And for everyone out there who thinks they can swoop in and get a killer deal from the banks through a short sale purchase prior to foreclosure, think again. Subject to third party approval? Virginia Broker Frank Llosa calls these fake listings. Thanks to Perry for this excellent find.

33 comments

  1. NAS

    Bull’s eye on this one, Diane.

    Just walked away from a “short sale” of sorts and learned from it. Our agent (Hi Guy) and listing agent were great, so no complaints there. In the future, I’ll take a pass on short sales/bank approval/third party business and wait it out till the house is an REO. With some luck, the bank we do business with may actually hold
    the note!

    Realistically, an REO will have challenges, but better odds than the short sale. It would be refreshing to find some homes with “normal” sellers that haven’t ATM’d, upside downed their properties and grasp the competition out there.

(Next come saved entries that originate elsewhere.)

use crate::error::EvidenceSheetError;
use std::fmt::Display;
use std::fs::File;
use std::io::BufReader;
use std::io::Cursor;
use std::io::Read;
use std::io::Seek;
use std::path::Path;
use std::path::PathBuf;
use thiserror::Error;
use zip::ZipArchive;

#[derive(Error, Debug)]
pub enum SourceReaderError {
    #[error("No data in input '{0}'")]
    EmptyInputError(String),

    #[error("No input matches pattern '{0}'")]
    NoMatchError(String),
}

/// An input handed to the engine: a file on disk or a named in-memory upload.
#[derive(Clone, Debug, PartialEq)]
pub enum InputSource {
    /// Local file path
    Path(PathBuf),
    /// Uploaded content with its original file name
    Bytes { name: String, data: Vec<u8> },
}

impl InputSource {
    /// Wraps in-memory content under the given file name
    pub fn from_bytes(name: impl Into<String>, data: Vec<u8>) -> Self {
        InputSource::Bytes { name: name.into(), data }
    }

    /// Returns the file name (last path component) used by the naming conventions
    pub fn name(&self) -> String {
        match self {
            InputSource::Path(path) => path
                .file_name()
                .map(|name| name.to_string_lossy().into_owned())
                .unwrap_or_else(|| path.to_string_lossy().into_owned()),
            InputSource::Bytes { name, .. } => base_name(name).to_owned(),
        }
    }

    /// Opens the input for reading
    pub(crate) fn open(&self) -> Result<SourceReader, EvidenceSheetError> {
        match self {
            InputSource::Path(path) => {
                let file = File::open(path)?;
                Ok(SourceReader::File(BufReader::new(file)))
            }
            InputSource::Bytes { name, data } => {
                if data.is_empty() {
                    Err(SourceReaderError::EmptyInputError(name.to_owned()))?;
                }
                Ok(SourceReader::Memory(Cursor::new(data.clone())))
            }
        }
    }

    /// Opens the input as a ZIP archive
    pub(crate) fn open_archive(&self) -> Result<ZipArchive<SourceReader>, EvidenceSheetError> {
        Ok(ZipArchive::new(self.open()?)?)
    }

    /// Expands a glob pattern into path inputs, sorted by path
    ///
    /// # Arguments
    /// * `pattern` - Glob pattern such as `uploads/*.xlsx`
    ///
    /// # Returns
    /// * `Result<Vec<InputSource>, EvidenceSheetError>` - Every matching regular file
    pub fn glob(pattern: &str) -> Result<Vec<InputSource>, EvidenceSheetError> {
        let mut paths = Vec::new();
        for entry in glob::glob(pattern)? {
            let path = entry?;
            if path.is_file() {
                paths.push(path);
            }
        }
        if paths.is_empty() {
            Err(SourceReaderError::NoMatchError(pattern.to_owned()))?;
        }
        paths.sort();
        Ok(paths.into_iter().map(InputSource::Path).collect())
    }

    /// Reads every accepted file entry of a ZIP archive into in-memory inputs
    ///
    /// Directory entries, `__MACOSX` metadata and office lock files (`~$`) are never returned.
    ///
    /// # Arguments
    /// * `accept` - Predicate on the entry file name deciding whether it is kept
    ///
    /// # Returns
    /// * `Result<Vec<InputSource>, EvidenceSheetError>` - Accepted entries in archive order
    pub fn archive_entries<F>(&self, accept: F) -> Result<Vec<InputSource>, EvidenceSheetError>
    where
        F: Fn(&str) -> bool,
    {
        let mut zip = self.open_archive()?;
        let mut entries = Vec::new();
        for index in 0..zip.len() {
            let mut file = zip.by_index(index)?;
            if file.is_dir() || is_metadata_entry(file.name()) {
                continue;
            }
            let name = file.name().to_owned();
            if !accept(base_name(&name)) {
                continue;
            }
            let mut data = Vec::with_capacity(entry_capacity(file.size()));
            file.read_to_end(&mut data)?;
            entries.push(InputSource::Bytes { name, data });
        }
        Ok(entries)
    }
}

impl Display for InputSource {
    fn fmt(&self, f: &mut std::fmt::Formatter<'_>) -> std::fmt::Result {
        match self {
            InputSource::Path(path) => write!(f, "{}", path.display()),
            InputSource::Bytes { name, .. } => write!(f, "{}", name),
        }
    }
}

impl From<PathBuf> for InputSource {
    fn from(path: PathBuf) -> Self {
        InputSource::Path(path)
    }
}

impl From<&Path> for InputSource {
    fn from(path: &Path) -> Self {
        InputSource::Path(path.to_path_buf())
    }
}

/// Largest buffer reserved up front for an archive entry; declared sizes are not trusted
const MAX_PREALLOCATION: u64 = 1 << 20;

/// Initial buffer capacity for an archive entry declaring `size` bytes
pub(crate) fn entry_capacity(size: u64) -> usize {
    size.min(MAX_PREALLOCATION) as usize
}

/// Returns the last component of an archive or upload path
pub(crate) fn base_name(name: &str) -> &str {
    name.rsplit(['/', '\\']).next().unwrap_or(name)
}

/// Checks whether an archive entry is operating-system or editor metadata
pub(crate) fn is_metadata_entry(name: &str) -> bool {
    name.split(['/', '\\']).any(|part| part == "__MACOSX")
        || base_name(name).starts_with("~$")
        || base_name(name).starts_with("._")
}

/// A reader over either a local file or an in-memory buffer
pub(crate) enum SourceReader {
    /// Local file reader
    File(BufReader<File>),
    /// In-memory buffer
    Memory(Cursor<Vec<u8>>),
}

impl Read for SourceReader {
    fn read(&mut self, buf: &mut [u8]) -> std::io::Result<usize> {
        match self {
            SourceReader::File(reader) => reader.read(buf),
            SourceReader::Memory(reader) => reader.read(buf),
        }
    }
}

impl Seek for SourceReader {
    fn seek(&mut self, pos: std::io::SeekFrom) -> std::io::Result<u64> {
        match self {
            SourceReader::File(reader) => reader.seek(pos),
            SourceReader::Memory(reader) => reader.seek(pos),
        }
    }
}

#[cfg(test)]
mod tests {
    use super::*;
    use crate::testing::zip_bytes;

    #[test]
    fn test_input_name() {
        assert_eq!(InputSource::Path(PathBuf::from("/tmp/uploads/Level 2.xlsx")).name(), "Level 2.xlsx");
        assert_eq!(InputSource::from_bytes("bundle/3_D.png", vec![1]).name(), "3_D.png");
        assert_eq!(InputSource::from_bytes("bundle\\3_D.png", vec![1]).name(), "3_D.png");
    }

    #[test]
    fn test_open_local_file() {
        let result = InputSource::Path(PathBuf::from("Cargo.toml")).open();
        assert!(result.is_ok(), "Failed to open local file: {:?}", result.err());

        let result = InputSource::Path(PathBuf::from("non_existent_file.xlsx")).open();
        assert!(result.is_err(), "Should fail to open non-existent file");

        let result = InputSource::from_bytes("empty.zip", Vec::new()).open();
        assert!(result.is_err(), "Should fail to open empty upload");
    }

    #[test]
    fn test_metadata_entries() {
        assert!(is_metadata_entry("__MACOSX/._Level 1.xlsx"));
        assert!(is_metadata_entry("forms/~$Level 1.xlsx"));
        assert!(!is_metadata_entry("forms/Level 1.xlsx"));
    }

    #[test]
    fn test_archive_entries() {
        let bundle = InputSource::from_bytes("bundle.zip", zip_bytes(&[
            ("forms/", b"".as_slice()),
            ("forms/Level 1.xlsx", b"one".as_slice()),
            ("__MACOSX/forms/._Level 1.xlsx", b"meta".as_slice()),
            ("forms/~$Level 1.xlsx", b"lock".as_slice()),
            ("forms/notes.txt", b"text".as_slice()),
        ]));
        let entries = bundle.archive_entries(|name| name.ends_with(".xlsx")).unwrap();
        assert_eq!(entries, vec![InputSource::from_bytes("forms/Level 1.xlsx", b"one".to_vec())]);
    }

    #[test]
    fn test_entry_capacity() {
        assert_eq!(entry_capacity(4096), 4096);
        assert_eq!(entry_capacity(u64::MAX), 1 << 20);
    }

    #[test]
    fn test_glob_without_match() {
        assert!(InputSource::glob("no-such-directory/*.xlsx").is_err());
    }
}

    And, if you would allow me one quick whine-For all you who “don’t really have to sell” with listings cluttering up the MLS? I think your wasting everyone’s time. Go
    list some crap on Ebay or something. Thank you.

  2. Sully

    I agree, these “not for sale” listings are a waste of time. They are also distorting the median asking price and the few sales probably distorting median selling price, hence the “distressed” rating.

    My frustration with this market has me looking in other areas – Henderson, St. George. Being retired and not depending on the economic influence of any particular area, I’m not ready to buy into the “Reno is Different” crowd.

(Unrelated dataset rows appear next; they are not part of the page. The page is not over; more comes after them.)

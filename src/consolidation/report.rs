use crate::consolidation::naming::AssociationKey;

/// An input or an item dropped during a run, with the reason it was dropped.
#[derive(Clone, Debug, PartialEq, Eq)]
pub struct Skipped {
    pub name: String,
    pub reason: String,
}

impl Skipped {
    pub fn new(name: impl Into<String>, reason: impl Into<String>) -> Self {
        Skipped {
            name: name.into(),
            reason: reason.into(),
        }
    }
}

/// A row that received evidence and the label written next to it.
#[derive(Clone, Debug, PartialEq, Eq)]
pub struct Annexure {
    /// Sequential annexure number, starting at 1
    pub number: u32,
    /// 0-based row of the consolidated sheet
    pub row: u32,
    /// Association keys that resolved to this row, in key order
    pub keys: Vec<AssociationKey>,
    /// File names of the images placed, in slot order
    pub images: Vec<String>,
}

/// Everything a run decided besides the produced document.
///
/// Every skip-and-warn condition is logged and also recorded here, so callers can show
/// what was dropped without scraping logs.
#[derive(Clone, Debug, Default, PartialEq)]
pub struct RunReport {
    /// Fragment names in merge order
    pub fragment_order: Vec<String>,
    /// Fragments that could not be read
    pub skipped_fragments: Vec<Skipped>,
    /// Merged ranges dropped because they overlapped an existing one
    pub skipped_merges: Vec<Skipped>,
    /// Evidence files without a key or with an undecodable payload
    pub rejected_evidence: Vec<Skipped>,
    /// Keys that matched no row
    pub unresolved_keys: Vec<AssociationKey>,
    /// Images beyond the per-row slot limit
    pub overflow: Vec<Skipped>,
    pub annexures: Vec<Annexure>,
}

impl RunReport {
    /// Number of images placed across all annexures
    pub fn placed_images(&self) -> usize {
        self.annexures.iter().map(|annexure| annexure.images.len()).sum()
    }

    /// Returns true if nothing was skipped, rejected or truncated.
    pub fn is_clean(&self) -> bool {
        self.skipped_fragments.is_empty()
            && self.skipped_merges.is_empty()
            && self.rejected_evidence.is_empty()
            && self.unresolved_keys.is_empty()
            && self.overflow.is_empty()
    }
}
//! XML parsing utilities for the OOXML parts of an xlsx package
//! Provides XML reader wrapper and helper traits for attribute and text processing

use crate::error::EvidenceSheetError;
use quick_xml::escape::resolve_xml_entity;
use quick_xml::events::attributes::Attribute;
use quick_xml::events::BytesRef;
use quick_xml::events::BytesStart;
use quick_xml::events::BytesText;
use quick_xml::events::Event;
use quick_xml::Reader;
use std::borrow::Cow;
use std::io::BufRead;
use std::str::FromStr;
use thiserror::Error;

/// Errors specific to XML parsing operations
#[derive(Error, Debug)]
pub enum XmlError {
    #[error("Parse entity '{0}' failed")]
    ParseEntityError(String),

    #[error("Parse attribute value '{0}' failed")]
    ParseAttributeValueError(String),
}

/// XML reader wrapper with optimized configuration for spreadsheet parsing
pub(crate) struct XmlReader<R: BufRead> {
    reader: Reader<R>,
    buffer: Vec<u8>,
}

impl<R: BufRead> XmlReader<R> {
    /// Creates a new XML reader; empty elements are expanded into start/end pairs
    /// so every match arm only has to look at `Event::Start`
    pub(crate) fn new(buf_reader: R) -> XmlReader<R> {
        let mut reader = Reader::from_reader(buf_reader);
        let config = reader.config_mut();
        config.check_comments = false;
        config.check_end_names = false;
        config.expand_empty_elements = true;
        config.trim_text(false);

        let buffer = Vec::with_capacity(1024);
        XmlReader { reader, buffer }
    }

    /// Reads the next XML event from the reader
    pub(crate) fn next(&'_ mut self) -> Result<Option<Event<'_>>, EvidenceSheetError> {
        self.buffer.clear();
        match self.reader.read_event_into(&mut self.buffer) {
            Ok(Event::Eof) => Ok(None),
            Ok(event) => Ok(Some(event)),
            Err(error) => Err(EvidenceSheetError::XmlError(error)),
        }
    }
}

/// Helper trait for XML attributes providing convenient value extraction and parsing
pub(crate) trait XmlAttributeHelper<'a> {
    /// Gets the unescaped attribute value as a string
    fn get_value(&self) -> Result<Cow<'a, str>, EvidenceSheetError>;

    /// Parses the attribute value to the specified type
    fn parse_value<T: FromStr>(&self) -> Result<T, EvidenceSheetError>;
}

impl<'a> XmlAttributeHelper<'a> for Attribute<'a> {
    fn get_value(&self) -> Result<Cow<'a, str>, EvidenceSheetError> {
        Ok(self.unescape_value()?)
    }

    fn parse_value<T: FromStr>(&self) -> Result<T, EvidenceSheetError> {
        self.get_value()?
            .trim()
            .parse()
            .map_err(|_| match std::str::from_utf8(&self.value) {
                Ok(value) => EvidenceSheetError::XmlHelperError(XmlError::ParseAttributeValueError(value.to_string())),
                Err(error) => EvidenceSheetError::StringEncodingError(error),
            })
    }
}

/// Helper trait for XML nodes providing attribute access methods
pub(crate) trait XmlNodeHelper<'a> {
    /// Gets an attribute value by its qualified name
    fn get_attribute_value(&'a self, name: &str) -> Result<Option<Cow<'a, str>>, EvidenceSheetError>;

    /// Parses an attribute value to the specified type
    fn parse_attribute_value<T: FromStr>(&self, name: &str) -> Result<Option<T>, EvidenceSheetError>;

    /// Gets an attribute value by local name, ignoring the namespace prefix (`r:id`, `r:embed`)
    fn get_local_attribute_value(&'a self, local_name: &str) -> Result<Option<Cow<'a, str>>, EvidenceSheetError>;

    /// Reads an OOXML boolean flag: a missing `val` attribute means true
    fn get_flag(&'a self) -> Result<bool, EvidenceSheetError>;
}

impl<'a> XmlNodeHelper<'a> for BytesStart<'a> {
    fn get_attribute_value(&'a self, name: &str) -> Result<Option<Cow<'a, str>>, EvidenceSheetError> {
        self.try_get_attribute(name)?
            .map(|attribute| attribute.get_value())
            .transpose()
    }

    fn parse_attribute_value<T: FromStr>(&self, name: &str) -> Result<Option<T>, EvidenceSheetError> {
        self.try_get_attribute(name)?
            .map(|attribute| attribute.parse_value())
            .transpose()
    }

    fn get_local_attribute_value(&'a self, local_name: &str) -> Result<Option<Cow<'a, str>>, EvidenceSheetError> {
        for result in self.attributes() {
            let attribute = result?;
            if attribute.key.local_name().as_ref() == local_name.as_bytes() {
                return Ok(Some(attribute.get_value()?));
            }
        }
        Ok(None)
    }

    fn get_flag(&'a self) -> Result<bool, EvidenceSheetError> {
        Ok(self.get_attribute_value("val")?
            .map(|value| value != "0" && value != "false")
            .unwrap_or(true))
    }
}

/// Helper trait for building text content from XML events
pub(crate) trait XmlTextContextHelper {
    /// Appends text content from BytesText event
    fn push_bytes_text(&mut self, text: &BytesText) -> Result<(), EvidenceSheetError>;

    /// Appends text content from BytesRef event (handles entities and character references)
    fn push_bytes_ref(&mut self, bytes: &BytesRef) -> Result<(), EvidenceSheetError>;
}

impl XmlTextContextHelper for String {
    fn push_bytes_text(&mut self, text: &BytesText) -> Result<(), EvidenceSheetError> {
        self.push_str(&text.xml_content()?);
        Ok(())
    }

    fn push_bytes_ref(&mut self, bytes: &BytesRef) -> Result<(), EvidenceSheetError> {
        let raw = bytes.xml_content()?;
        if let Some(number) = raw.strip_prefix('#') {
            let code = if let Some(hex) = number.strip_prefix('x') {
                u32::from_str_radix(hex, 16)?
            } else {
                number.parse::<u32>()?
            };
            if let Some(character) = std::char::from_u32(code) {
                self.push(character);
            }
        } else if let Some(entity) = resolve_xml_entity(&raw) {
            self.push_str(entity);
        } else {
            Err(XmlError::ParseEntityError(raw.to_string()))?;
        }

        Ok(())
    }
}

#[macro_export]
macro_rules! match_xml_events {
    ($reader:expr => { $($arms:tt)* }) => {
        while let Some(result) = $reader.next()? {
            match result {
                Event::Eof => break,
                $($arms)*
                _ => (),
            }
        }
    };
}

#[cfg(test)]
mod tests {
    use super::*;
    use std::io::Cursor;

    fn collect_text(xml: &str) -> Result<String, EvidenceSheetError> {
        let mut reader = XmlReader::new(Cursor::new(xml.as_bytes()));
        let mut text = String::new();
        match_xml_events!(reader => {
            Event::Text(event) => text.push_bytes_text(&event)?,
            Event::GeneralRef(event) => text.push_bytes_ref(&event)?,
        });
        Ok(text)
    }

    #[test]
    fn text_with_references() {
        let text = collect_text("<t>Fish &amp; Chips &#65;&#x42;</t>").unwrap();
        assert_eq!(text, "Fish & Chips AB");
    }

    #[test]
    fn unknown_entity_is_error() {
        assert!(collect_text("<t>&nope;</t>").is_err());
    }

    #[test]
    fn attributes_by_local_name() -> Result<(), EvidenceSheetError> {
        let xml = r#"<a:blip xmlns:r="urn:r" r:embed="rId3" val="0"/>"#;
        let mut reader = XmlReader::new(Cursor::new(xml.as_bytes()));
        let mut embed = None;
        let mut flag = None;
        match_xml_events!(reader => {
            Event::Start(event) => {
                embed = event.get_local_attribute_value("embed")?.map(|value| value.to_string());
                flag = Some(event.get_flag()?);
            }
        });
        assert_eq!(embed.as_deref(), Some("rId3"));
        assert_eq!(flag, Some(false));
        Ok(())
    }
}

    So PLEASE people – lead, follow or get out of the way!

  3. Tom

    Yo, Sully —

    Henderson in August? Figure into your cost projections an annual thirty days of temporary living somewhere else! Or plan on that month for the annual visits to the kids and grandchildren.
    St. George is extremely boring — unless someone headed there plans to be busily involved with Church-centered activities.
    Not having found anything in Reno, we are now looking at the Kahala district of Honolulu. No Chains!

  4. Caleb Mardini

    Thanks for the post. This is good info.

  5. Sully

    Thanks Tom, actually the two reasons you mentioned are the reasons we started looking here first!!!

  6. Bob

    lol, so reno is only one pick behind hawaii!!!!?

  7. GreenNV

    I’ve got to agree that short sales are a lost leader waste of time. A bunch have recently surfaced on Craig’s List at 2/3 the purchase price (and not generaly identified as short sales – thank’s agents, you got on my list of “never deal with in the future”). The banks just aren’t doing this sort of deal right now, so why waste your time even listing these? Lead harvesting?

    And Diane is right, the pox, just like the Mormon beetle, is moving south and up the real estate food chain. Tons of Arrowcreek, St. James, and even blessed Montreux dilitante ego spec homes going down the tube and showing up on the default radar.

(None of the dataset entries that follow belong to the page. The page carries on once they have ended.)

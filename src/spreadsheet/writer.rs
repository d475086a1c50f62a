use crate::error::EvidenceSheetError;
use crate::spreadsheet::cell::CellValue;
use crate::spreadsheet::sheet::EmbeddedImage;
use crate::spreadsheet::sheet::Worksheet;
use crate::spreadsheet::style::BorderStyle;
use crate::spreadsheet::style::CellStyle;
use crate::spreadsheet::style::HorizontalAlignment;
use crate::spreadsheet::style::NumberFormat;
use crate::spreadsheet::style::VerticalAlignment;
use crate::spreadsheet::Document;
use rust_xlsxwriter::Color;
use rust_xlsxwriter::DocProperties;
use rust_xlsxwriter::ExcelDateTime;
use rust_xlsxwriter::Format;
use rust_xlsxwriter::FormatAlign;
use rust_xlsxwriter::FormatBorder;
use rust_xlsxwriter::FormatPattern;
use rust_xlsxwriter::FormatUnderline;
use rust_xlsxwriter::Formula;
use rust_xlsxwriter::Image;
use rust_xlsxwriter::Workbook;

/// Serializes a document to xlsx bytes.
///
/// The creation timestamp is pinned so identical documents produce identical bytes.
pub(crate) fn write_document(document: &Document) -> Result<Vec<u8>, EvidenceSheetError> {
    let mut workbook = Workbook::new();
    let created = ExcelDateTime::from_ymd(2000, 1, 1)?;
    let properties = DocProperties::new().set_creation_datetime(&created);
    workbook.set_properties(&properties);

    for sheet in &document.worksheets {
        let worksheet = workbook.add_worksheet();
        worksheet.set_name(&sheet.name)?;
        write_worksheet(worksheet, sheet)?;
    }
    Ok(workbook.save_to_buffer()?)
}

fn write_worksheet(worksheet: &mut rust_xlsxwriter::Worksheet, sheet: &Worksheet) -> Result<(), EvidenceSheetError> {
    for (col, width) in sheet.column_widths() {
        worksheet.set_column_width_pixels(col, width_to_pixels(width))?;
    }
    for (row, height) in sheet.row_heights() {
        worksheet.set_row_height(row, height)?;
    }

    // Merges first: merge_range fills every covered cell, the cell loop below then
    // restores each cell's own value and style.
    for range in sheet.merged_ranges().iter().filter(|range| !range.is_single_cell()) {
        let format = sheet.cell(range.first_row, range.first_col)
            .map(|cell| to_format(&cell.style))
            .unwrap_or_default();
        worksheet.merge_range(range.first_row, range.first_col, range.last_row, range.last_col, "", &format)?;
    }

    for (row, col, cell) in sheet.cells() {
        let format = to_format(&cell.style);
        match &cell.value {
            CellValue::Empty => {
                worksheet.write_blank(row, col, &format)?;
            }
            CellValue::Text(text) if text.is_empty() => {
                worksheet.write_blank(row, col, &format)?;
            }
            CellValue::Text(text) => {
                worksheet.write_string_with_format(row, col, text, &format)?;
            }
            CellValue::Number(number) => {
                worksheet.write_number_with_format(row, col, *number, &format)?;
            }
            CellValue::Boolean(boolean) => {
                worksheet.write_boolean_with_format(row, col, *boolean, &format)?;
            }
            CellValue::Formula { expression, cached } => {
                let mut formula = Formula::new(expression);
                if let Some(cached) = cached {
                    formula = formula.set_result(cached);
                }
                worksheet.write_formula_with_format(row, col, formula, &format)?;
            }
        }
    }

    for image in sheet.images() {
        insert_image(worksheet, image)?;
    }
    Ok(())
}

fn insert_image(worksheet: &mut rust_xlsxwriter::Worksheet, embedded: &EmbeddedImage) -> Result<(), EvidenceSheetError> {
    let image = Image::new_from_buffer(&embedded.data)?;
    // Displayed size is pixels * scale * 96 / dpi
    let natural_width = image.width() * 96.0 / dpi_or_default(image.width_dpi());
    let natural_height = image.height() * 96.0 / dpi_or_default(image.height_dpi());
    let mut image = image.set_alt_text(embedded.name.as_str());
    if natural_width > 0.0 && natural_height > 0.0 {
        image = image
            .set_scale_width(embedded.width / natural_width)
            .set_scale_height(embedded.height / natural_height);
    }
    worksheet.insert_image_with_offset(embedded.row, embedded.col, &image, embedded.x_offset, embedded.y_offset)?;
    Ok(())
}

fn dpi_or_default(dpi: f64) -> f64 {
    if dpi > 0.0 { dpi } else { 96.0 }
}

/// Converts a width in character units to pixels the way Excel renders it
/// for the default font (maximum digit width 7px).
pub(crate) fn width_to_pixels(width: f64) -> u16 {
    let pixels = ((256.0 * width + (128.0_f64 / 7.0).trunc()) / 256.0 * 7.0).trunc();
    pixels.clamp(0.0, u16::MAX as f64) as u16
}

fn to_format(style: &CellStyle) -> Format {
    let font = &style.font;
    let mut format = Format::new()
        .set_font_name(font.name.as_str())
        .set_font_size(font.size);
    if font.bold {
        format = format.set_bold();
    }
    if font.italic {
        format = format.set_italic();
    }
    if font.underline {
        format = format.set_underline(FormatUnderline::Single);
    }
    if let Some(color) = font.color {
        format = format.set_font_color(Color::RGB(color));
    }
    if let Some(fill) = style.fill {
        format = format
            .set_pattern(FormatPattern::Solid)
            .set_background_color(Color::RGB(fill));
    }

    let borders = &style.borders;
    if !borders.left.is_none() {
        format = format.set_border_left(to_border(borders.left.style));
        if let Some(color) = borders.left.color {
            format = format.set_border_left_color(Color::RGB(color));
        }
    }
    if !borders.right.is_none() {
        format = format.set_border_right(to_border(borders.right.style));
        if let Some(color) = borders.right.color {
            format = format.set_border_right_color(Color::RGB(color));
        }
    }
    if !borders.top.is_none() {
        format = format.set_border_top(to_border(borders.top.style));
        if let Some(color) = borders.top.color {
            format = format.set_border_top_color(Color::RGB(color));
        }
    }
    if !borders.bottom.is_none() {
        format = format.set_border_bottom(to_border(borders.bottom.style));
        if let Some(color) = borders.bottom.color {
            format = format.set_border_bottom_color(Color::RGB(color));
        }
    }

    format = match style.horizontal {
        HorizontalAlignment::General => format,
        HorizontalAlignment::Left => format.set_align(FormatAlign::Left),
        HorizontalAlignment::Center => format.set_align(FormatAlign::Center),
        HorizontalAlignment::Right => format.set_align(FormatAlign::Right),
        HorizontalAlignment::Fill => format.set_align(FormatAlign::Fill),
        HorizontalAlignment::Justify => format.set_align(FormatAlign::Justify),
        HorizontalAlignment::CenterAcross => format.set_align(FormatAlign::CenterAcross),
        HorizontalAlignment::Distributed => format.set_align(FormatAlign::Distributed),
    };
    format = match style.vertical {
        VerticalAlignment::Bottom => format,
        VerticalAlignment::Top => format.set_align(FormatAlign::Top),
        VerticalAlignment::Center => format.set_align(FormatAlign::VerticalCenter),
        VerticalAlignment::Justify => format.set_align(FormatAlign::VerticalJustify),
        VerticalAlignment::Distributed => format.set_align(FormatAlign::VerticalDistributed),
    };
    if style.wrap_text {
        format = format.set_text_wrap();
    }

    match &style.number_format {
        NumberFormat::Builtin(0) => format,
        NumberFormat::Builtin(index) => format.set_num_format_index(*index),
        NumberFormat::Custom(code) => format.set_num_format(code.as_str()),
    }
}

fn to_border(style: BorderStyle) -> FormatBorder {
    match style {
        BorderStyle::None => FormatBorder::None,
        BorderStyle::Thin => FormatBorder::Thin,
        BorderStyle::Medium => FormatBorder::Medium,
        BorderStyle::Dashed => FormatBorder::Dashed,
        BorderStyle::Dotted => FormatBorder::Dotted,
        BorderStyle::Thick => FormatBorder::Thick,
        BorderStyle::Double => FormatBorder::Double,
        BorderStyle::Hair => FormatBorder::Hair,
        BorderStyle::MediumDashed => FormatBorder::MediumDashed,
        BorderStyle::DashDot => FormatBorder::DashDot,
        BorderStyle::MediumDashDot => FormatBorder::MediumDashDot,
        BorderStyle::DashDotDot => FormatBorder::DashDotDot,
        BorderStyle::MediumDashDotDot => FormatBorder::MediumDashDotDot,
        BorderStyle::SlantDashDot => FormatBorder::SlantDashDot,
    }
}

#[cfg(test)]
mod tests {
    use super::*;

    #[test]
    fn column_width_pixels() {
        assert_eq!(width_to_pixels(20.0), 140);
        assert_eq!(width_to_pixels(20.7109375), 145);
        assert_eq!(width_to_pixels(15.0), 105);
        assert_eq!(width_to_pixels(60.0), 420);
        assert_eq!(width_to_pixels(0.0), 0);
    }
}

    Remember when the concern was an REO in the neighborhood? Now it is on your block. In fact, there are many newer blocks, streets, and even entire developments, where EVERYONE is under water right now. Group hug.

  8. Reno Ignoramus

    Hey NAS, I agree completely on the non-seller sellers. I don’t get it. Are they hoping that lightening will strike and some Greater Fool who has been sleeping in a cave for the past 3 years will come out and offer full price in fear of being priced out forever? It seems to me all they are doing is shooting themselves in the foot. When Diane takes a potential buyer out to look at 120 houses in 4 days, how can such a buyer reach any other conclusion than the GLUT of inventory calls for lowball offers?

    Diane, do you recall that I have been posting here for a long time that the Voodoo money was not limited to subprime borrowers. I have been saying for well over a year that it is a big mistake to think that the Voodoo witchdoctors handed out silly money only people with lousy FICOs. By the time this whole mess is over and done with, which I continue to maintain will be years, not months away, we shall see REO all over Arrowcreek, St. James Village and Montreux. All over everywhere actually.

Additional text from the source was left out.